◆ **ACTIVITY**: Scan the lines below for "struct"; report the number of lines that contain it, and only that.

═════ DATA

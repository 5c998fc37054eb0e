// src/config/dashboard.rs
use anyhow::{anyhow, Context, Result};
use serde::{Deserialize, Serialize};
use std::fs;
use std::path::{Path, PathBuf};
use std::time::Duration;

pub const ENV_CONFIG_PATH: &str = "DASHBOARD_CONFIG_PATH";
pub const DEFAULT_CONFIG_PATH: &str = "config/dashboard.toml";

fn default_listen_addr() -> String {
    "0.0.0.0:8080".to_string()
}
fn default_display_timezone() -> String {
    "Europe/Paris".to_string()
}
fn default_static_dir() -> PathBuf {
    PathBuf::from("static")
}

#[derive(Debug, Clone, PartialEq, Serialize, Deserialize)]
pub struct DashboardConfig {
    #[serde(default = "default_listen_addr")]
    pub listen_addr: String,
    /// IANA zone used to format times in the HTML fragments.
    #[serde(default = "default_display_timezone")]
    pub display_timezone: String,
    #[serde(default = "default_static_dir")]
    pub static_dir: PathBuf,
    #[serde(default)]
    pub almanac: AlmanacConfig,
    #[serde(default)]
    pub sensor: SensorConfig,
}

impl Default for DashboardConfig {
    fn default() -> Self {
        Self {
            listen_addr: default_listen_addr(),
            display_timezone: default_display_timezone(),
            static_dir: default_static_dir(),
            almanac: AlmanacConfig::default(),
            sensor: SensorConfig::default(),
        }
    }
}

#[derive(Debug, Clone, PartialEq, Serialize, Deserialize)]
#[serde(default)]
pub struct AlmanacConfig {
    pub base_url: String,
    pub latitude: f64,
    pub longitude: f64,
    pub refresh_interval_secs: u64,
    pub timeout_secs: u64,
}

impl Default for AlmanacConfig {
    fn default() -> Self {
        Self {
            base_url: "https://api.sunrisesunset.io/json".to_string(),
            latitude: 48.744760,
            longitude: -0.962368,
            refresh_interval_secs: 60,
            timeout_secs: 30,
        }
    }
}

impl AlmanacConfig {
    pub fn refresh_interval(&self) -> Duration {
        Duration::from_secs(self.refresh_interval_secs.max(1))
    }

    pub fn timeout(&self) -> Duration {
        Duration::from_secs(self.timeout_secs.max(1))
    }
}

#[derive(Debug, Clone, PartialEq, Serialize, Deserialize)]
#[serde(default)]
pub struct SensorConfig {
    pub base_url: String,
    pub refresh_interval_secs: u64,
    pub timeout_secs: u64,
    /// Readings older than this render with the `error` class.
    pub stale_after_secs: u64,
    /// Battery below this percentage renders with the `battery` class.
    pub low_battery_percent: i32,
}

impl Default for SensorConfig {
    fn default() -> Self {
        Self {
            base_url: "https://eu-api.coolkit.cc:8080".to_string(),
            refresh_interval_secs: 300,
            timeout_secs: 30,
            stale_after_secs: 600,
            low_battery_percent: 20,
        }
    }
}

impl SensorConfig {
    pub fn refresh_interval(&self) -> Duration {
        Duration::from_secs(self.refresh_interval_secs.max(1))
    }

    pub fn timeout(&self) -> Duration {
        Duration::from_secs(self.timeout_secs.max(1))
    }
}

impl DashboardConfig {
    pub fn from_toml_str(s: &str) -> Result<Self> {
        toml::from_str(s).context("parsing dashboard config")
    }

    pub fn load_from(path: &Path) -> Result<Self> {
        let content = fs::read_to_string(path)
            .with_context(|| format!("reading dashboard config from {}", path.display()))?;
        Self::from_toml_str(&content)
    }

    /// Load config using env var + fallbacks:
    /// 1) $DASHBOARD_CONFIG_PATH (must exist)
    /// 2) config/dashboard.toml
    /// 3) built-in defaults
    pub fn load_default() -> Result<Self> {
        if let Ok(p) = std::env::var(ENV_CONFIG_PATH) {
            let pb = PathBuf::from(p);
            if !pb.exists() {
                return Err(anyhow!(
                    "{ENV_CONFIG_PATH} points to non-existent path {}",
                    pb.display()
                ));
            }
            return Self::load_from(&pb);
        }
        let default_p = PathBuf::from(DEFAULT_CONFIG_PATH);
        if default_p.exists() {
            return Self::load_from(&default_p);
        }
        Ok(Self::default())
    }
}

══════════
═════ DATA

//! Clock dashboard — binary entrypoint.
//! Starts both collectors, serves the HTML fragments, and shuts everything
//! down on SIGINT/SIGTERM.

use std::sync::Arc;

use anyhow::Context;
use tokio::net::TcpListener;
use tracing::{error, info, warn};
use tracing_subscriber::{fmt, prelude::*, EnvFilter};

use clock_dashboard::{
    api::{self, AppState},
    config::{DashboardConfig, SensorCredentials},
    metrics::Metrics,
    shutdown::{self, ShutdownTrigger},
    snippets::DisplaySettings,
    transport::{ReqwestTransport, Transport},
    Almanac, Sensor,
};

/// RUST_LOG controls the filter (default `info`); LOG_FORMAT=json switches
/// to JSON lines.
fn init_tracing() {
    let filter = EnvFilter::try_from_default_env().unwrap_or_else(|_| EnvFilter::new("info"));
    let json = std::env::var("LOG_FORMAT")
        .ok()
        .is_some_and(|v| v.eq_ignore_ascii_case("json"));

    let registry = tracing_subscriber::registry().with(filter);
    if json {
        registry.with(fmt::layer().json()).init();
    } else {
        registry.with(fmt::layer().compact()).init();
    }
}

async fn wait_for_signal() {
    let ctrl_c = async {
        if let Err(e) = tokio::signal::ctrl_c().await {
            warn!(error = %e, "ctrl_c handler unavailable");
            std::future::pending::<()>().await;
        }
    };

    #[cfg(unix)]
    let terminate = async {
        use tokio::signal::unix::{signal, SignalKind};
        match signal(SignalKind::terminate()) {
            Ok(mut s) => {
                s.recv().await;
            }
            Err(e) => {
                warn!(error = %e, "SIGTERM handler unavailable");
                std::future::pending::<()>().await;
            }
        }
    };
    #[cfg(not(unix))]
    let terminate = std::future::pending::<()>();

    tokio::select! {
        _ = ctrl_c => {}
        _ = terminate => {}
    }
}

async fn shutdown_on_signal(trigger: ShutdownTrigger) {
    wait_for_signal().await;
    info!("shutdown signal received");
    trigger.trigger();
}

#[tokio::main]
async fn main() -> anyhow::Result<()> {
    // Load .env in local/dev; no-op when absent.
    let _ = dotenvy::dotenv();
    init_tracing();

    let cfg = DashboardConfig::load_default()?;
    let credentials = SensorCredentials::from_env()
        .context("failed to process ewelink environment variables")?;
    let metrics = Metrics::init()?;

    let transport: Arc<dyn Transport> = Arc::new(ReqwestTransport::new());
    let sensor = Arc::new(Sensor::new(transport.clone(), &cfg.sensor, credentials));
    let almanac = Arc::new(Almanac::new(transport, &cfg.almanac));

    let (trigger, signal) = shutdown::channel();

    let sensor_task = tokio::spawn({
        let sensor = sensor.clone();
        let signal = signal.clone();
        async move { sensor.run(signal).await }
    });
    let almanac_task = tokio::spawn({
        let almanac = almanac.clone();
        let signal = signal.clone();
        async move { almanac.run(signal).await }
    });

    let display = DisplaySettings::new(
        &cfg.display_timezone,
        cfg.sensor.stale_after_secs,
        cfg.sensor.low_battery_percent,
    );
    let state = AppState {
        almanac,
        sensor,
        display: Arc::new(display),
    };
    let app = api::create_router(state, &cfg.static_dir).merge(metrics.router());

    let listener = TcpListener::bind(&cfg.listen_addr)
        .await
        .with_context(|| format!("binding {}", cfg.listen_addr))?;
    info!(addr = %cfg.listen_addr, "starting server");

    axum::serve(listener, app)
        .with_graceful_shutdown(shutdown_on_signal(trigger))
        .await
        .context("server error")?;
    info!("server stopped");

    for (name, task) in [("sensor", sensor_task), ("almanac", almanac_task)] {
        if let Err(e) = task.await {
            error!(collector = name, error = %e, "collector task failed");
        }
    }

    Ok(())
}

══════════

◆ **ANSWER TO THIS PROBLEM**: 3